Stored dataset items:
"""

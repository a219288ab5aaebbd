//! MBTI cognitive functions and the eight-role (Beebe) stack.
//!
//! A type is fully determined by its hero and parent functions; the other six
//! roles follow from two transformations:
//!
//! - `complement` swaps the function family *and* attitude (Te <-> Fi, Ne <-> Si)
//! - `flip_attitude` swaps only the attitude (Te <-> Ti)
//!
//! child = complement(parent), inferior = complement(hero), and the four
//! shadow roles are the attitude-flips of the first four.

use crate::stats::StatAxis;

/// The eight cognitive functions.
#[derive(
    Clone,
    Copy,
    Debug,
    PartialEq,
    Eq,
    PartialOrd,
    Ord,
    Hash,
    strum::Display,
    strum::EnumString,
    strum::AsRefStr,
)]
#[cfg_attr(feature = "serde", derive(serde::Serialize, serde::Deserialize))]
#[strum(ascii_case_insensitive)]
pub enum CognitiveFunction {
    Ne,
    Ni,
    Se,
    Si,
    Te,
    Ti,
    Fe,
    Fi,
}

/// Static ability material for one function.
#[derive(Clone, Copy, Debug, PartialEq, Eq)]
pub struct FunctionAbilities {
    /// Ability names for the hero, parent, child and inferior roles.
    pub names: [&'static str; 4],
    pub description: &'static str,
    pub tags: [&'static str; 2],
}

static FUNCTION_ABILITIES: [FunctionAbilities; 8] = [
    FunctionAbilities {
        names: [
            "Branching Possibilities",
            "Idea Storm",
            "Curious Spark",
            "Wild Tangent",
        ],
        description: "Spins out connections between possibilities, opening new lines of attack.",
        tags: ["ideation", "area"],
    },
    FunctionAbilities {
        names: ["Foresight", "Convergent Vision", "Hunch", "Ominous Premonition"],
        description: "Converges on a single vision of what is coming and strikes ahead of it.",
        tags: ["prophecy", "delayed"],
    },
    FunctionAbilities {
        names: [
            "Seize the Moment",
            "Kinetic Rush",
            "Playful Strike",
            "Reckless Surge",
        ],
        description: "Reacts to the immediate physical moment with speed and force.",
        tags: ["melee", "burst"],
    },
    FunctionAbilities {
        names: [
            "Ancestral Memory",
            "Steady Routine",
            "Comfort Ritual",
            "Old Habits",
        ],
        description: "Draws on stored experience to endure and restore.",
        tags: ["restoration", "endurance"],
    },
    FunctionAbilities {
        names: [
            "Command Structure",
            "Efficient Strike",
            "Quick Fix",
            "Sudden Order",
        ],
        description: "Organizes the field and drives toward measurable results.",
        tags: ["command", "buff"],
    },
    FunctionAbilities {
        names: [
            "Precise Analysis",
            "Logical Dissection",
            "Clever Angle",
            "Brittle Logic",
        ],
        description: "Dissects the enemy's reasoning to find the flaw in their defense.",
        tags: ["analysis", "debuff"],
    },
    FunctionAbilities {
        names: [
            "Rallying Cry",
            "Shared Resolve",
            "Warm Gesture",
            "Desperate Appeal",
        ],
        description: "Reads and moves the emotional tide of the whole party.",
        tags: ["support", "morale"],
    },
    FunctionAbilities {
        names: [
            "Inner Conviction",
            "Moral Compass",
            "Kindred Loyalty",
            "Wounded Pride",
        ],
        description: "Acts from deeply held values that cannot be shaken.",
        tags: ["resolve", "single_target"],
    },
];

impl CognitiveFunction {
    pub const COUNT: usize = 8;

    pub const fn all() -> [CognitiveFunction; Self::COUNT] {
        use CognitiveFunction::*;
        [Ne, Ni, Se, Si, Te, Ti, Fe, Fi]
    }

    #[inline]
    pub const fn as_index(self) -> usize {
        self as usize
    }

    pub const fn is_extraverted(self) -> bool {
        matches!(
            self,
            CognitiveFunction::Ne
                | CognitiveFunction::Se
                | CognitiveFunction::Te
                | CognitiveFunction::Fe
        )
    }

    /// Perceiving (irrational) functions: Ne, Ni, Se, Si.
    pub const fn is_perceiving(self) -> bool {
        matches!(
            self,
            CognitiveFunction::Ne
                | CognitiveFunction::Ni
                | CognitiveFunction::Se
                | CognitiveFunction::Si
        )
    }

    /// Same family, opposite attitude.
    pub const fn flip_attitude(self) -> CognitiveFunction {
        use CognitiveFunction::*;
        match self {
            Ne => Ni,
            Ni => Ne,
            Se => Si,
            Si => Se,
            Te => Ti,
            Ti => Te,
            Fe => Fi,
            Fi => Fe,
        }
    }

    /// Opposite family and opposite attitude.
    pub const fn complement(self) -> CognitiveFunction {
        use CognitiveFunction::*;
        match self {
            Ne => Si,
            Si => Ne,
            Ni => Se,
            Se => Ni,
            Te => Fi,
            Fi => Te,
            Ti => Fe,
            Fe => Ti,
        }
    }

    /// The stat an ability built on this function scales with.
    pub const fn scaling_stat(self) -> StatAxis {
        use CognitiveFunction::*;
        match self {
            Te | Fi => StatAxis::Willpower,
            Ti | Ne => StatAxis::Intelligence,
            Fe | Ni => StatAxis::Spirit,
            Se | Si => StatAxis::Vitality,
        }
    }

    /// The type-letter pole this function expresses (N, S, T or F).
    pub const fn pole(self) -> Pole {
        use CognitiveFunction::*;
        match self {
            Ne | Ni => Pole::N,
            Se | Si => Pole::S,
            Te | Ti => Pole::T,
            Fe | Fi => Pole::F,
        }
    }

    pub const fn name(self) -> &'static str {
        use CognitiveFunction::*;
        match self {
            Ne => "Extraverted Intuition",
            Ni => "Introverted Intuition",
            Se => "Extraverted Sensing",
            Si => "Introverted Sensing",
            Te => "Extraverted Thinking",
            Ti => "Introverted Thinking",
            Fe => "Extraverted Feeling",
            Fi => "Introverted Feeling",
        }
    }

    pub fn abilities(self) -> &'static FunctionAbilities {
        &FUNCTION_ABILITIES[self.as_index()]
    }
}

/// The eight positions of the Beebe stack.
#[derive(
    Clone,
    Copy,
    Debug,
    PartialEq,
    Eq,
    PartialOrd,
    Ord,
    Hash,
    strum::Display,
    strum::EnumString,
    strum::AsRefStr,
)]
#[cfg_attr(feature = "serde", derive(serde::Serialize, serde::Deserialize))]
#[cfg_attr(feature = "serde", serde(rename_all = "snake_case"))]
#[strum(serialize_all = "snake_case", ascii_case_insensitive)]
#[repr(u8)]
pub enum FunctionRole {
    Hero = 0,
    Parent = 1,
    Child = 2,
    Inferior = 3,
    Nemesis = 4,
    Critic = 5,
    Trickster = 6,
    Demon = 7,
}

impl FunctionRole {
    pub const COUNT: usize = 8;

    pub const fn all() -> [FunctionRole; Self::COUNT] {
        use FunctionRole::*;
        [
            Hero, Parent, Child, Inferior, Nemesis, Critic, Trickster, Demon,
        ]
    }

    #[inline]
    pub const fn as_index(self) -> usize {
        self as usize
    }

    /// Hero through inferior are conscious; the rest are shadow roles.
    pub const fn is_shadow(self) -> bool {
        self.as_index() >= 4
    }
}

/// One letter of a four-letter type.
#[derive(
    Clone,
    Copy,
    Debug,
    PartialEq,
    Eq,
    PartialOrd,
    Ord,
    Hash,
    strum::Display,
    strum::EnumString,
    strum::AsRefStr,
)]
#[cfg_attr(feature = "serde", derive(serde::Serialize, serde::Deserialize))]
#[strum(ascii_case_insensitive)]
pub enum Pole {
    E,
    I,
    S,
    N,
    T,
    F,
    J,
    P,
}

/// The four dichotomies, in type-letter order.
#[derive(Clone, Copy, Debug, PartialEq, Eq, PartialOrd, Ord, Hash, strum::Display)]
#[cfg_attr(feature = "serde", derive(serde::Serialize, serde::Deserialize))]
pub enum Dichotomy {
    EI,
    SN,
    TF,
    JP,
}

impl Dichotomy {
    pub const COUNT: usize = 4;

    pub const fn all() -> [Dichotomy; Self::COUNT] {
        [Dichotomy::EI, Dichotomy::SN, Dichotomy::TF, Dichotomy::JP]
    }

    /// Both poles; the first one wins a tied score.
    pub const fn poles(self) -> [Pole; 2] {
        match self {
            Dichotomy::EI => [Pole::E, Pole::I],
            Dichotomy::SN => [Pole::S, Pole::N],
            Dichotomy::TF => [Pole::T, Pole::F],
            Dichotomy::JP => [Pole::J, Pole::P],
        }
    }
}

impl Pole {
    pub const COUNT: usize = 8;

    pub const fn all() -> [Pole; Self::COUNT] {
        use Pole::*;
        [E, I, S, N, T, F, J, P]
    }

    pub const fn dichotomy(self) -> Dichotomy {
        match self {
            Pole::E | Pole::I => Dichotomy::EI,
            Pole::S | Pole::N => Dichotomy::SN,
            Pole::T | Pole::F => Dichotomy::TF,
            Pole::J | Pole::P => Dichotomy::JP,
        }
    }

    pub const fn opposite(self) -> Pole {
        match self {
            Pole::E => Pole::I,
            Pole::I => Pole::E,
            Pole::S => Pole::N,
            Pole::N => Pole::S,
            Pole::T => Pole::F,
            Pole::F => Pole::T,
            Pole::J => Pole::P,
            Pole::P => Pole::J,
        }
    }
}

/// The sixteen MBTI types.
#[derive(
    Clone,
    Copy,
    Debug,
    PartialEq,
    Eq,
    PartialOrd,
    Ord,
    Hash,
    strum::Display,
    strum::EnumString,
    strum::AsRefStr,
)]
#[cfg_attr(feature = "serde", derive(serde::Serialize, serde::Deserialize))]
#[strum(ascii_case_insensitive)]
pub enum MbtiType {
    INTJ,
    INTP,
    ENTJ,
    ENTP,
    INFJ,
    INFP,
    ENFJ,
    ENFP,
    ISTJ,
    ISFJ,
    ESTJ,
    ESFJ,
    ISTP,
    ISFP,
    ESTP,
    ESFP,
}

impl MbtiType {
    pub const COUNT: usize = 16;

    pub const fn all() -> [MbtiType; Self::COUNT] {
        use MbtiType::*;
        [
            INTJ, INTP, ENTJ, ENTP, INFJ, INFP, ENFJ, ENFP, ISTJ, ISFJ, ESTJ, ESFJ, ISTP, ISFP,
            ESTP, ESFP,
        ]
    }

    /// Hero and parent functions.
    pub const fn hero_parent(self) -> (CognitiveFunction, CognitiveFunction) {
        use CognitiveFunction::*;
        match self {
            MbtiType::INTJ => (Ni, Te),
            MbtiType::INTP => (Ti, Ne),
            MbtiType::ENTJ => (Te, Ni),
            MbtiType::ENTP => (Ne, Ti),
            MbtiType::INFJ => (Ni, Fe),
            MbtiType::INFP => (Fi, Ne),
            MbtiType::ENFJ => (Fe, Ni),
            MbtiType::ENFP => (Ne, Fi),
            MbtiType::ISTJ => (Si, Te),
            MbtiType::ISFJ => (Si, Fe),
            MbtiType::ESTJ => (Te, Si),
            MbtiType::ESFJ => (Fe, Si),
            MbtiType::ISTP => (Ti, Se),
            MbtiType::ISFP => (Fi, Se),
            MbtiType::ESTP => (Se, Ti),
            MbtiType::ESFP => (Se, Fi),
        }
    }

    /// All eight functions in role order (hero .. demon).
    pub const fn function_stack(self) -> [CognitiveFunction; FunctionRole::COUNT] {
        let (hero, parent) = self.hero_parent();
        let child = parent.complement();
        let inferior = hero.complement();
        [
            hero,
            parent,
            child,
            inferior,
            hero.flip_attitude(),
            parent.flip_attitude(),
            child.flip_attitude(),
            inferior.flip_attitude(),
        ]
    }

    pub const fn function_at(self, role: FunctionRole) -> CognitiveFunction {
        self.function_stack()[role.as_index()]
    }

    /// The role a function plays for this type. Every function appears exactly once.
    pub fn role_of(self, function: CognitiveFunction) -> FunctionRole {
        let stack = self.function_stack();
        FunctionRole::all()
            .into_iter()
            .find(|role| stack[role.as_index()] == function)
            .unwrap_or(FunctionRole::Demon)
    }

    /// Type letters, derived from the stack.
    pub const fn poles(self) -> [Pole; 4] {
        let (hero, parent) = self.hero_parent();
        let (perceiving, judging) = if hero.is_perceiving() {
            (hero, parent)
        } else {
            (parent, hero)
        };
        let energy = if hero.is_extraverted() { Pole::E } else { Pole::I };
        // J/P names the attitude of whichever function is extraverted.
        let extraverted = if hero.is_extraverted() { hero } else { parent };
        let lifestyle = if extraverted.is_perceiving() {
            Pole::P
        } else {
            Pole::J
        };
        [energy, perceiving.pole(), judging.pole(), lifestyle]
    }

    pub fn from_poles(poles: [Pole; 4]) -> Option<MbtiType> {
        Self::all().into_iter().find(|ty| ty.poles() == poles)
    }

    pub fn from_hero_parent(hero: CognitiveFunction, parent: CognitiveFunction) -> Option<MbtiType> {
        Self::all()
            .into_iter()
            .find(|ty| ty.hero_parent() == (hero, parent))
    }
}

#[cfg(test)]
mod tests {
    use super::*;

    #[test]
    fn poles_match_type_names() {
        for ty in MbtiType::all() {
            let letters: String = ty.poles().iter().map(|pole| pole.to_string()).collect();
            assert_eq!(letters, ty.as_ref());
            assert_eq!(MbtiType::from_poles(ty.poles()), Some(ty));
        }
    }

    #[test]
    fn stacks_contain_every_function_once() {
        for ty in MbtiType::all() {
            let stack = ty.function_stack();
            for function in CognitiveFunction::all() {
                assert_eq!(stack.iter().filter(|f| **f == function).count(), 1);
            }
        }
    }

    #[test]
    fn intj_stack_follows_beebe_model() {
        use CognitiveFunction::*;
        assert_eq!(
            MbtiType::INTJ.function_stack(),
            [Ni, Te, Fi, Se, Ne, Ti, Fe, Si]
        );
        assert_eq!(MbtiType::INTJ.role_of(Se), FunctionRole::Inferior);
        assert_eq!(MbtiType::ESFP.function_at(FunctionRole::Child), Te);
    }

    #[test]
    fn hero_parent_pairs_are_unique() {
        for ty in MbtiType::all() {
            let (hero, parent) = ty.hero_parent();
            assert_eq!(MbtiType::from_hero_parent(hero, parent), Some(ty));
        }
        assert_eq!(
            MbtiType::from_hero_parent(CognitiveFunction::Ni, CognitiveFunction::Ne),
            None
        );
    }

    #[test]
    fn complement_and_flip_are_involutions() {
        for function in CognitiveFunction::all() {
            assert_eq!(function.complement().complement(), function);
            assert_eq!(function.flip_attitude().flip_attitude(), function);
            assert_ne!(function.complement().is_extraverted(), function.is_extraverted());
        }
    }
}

"""

Return each line of the data above that includes the word "Sensing".

#### Final answer
            Se => "Extraverted Sensing",
            Si => "Introverted Sensing",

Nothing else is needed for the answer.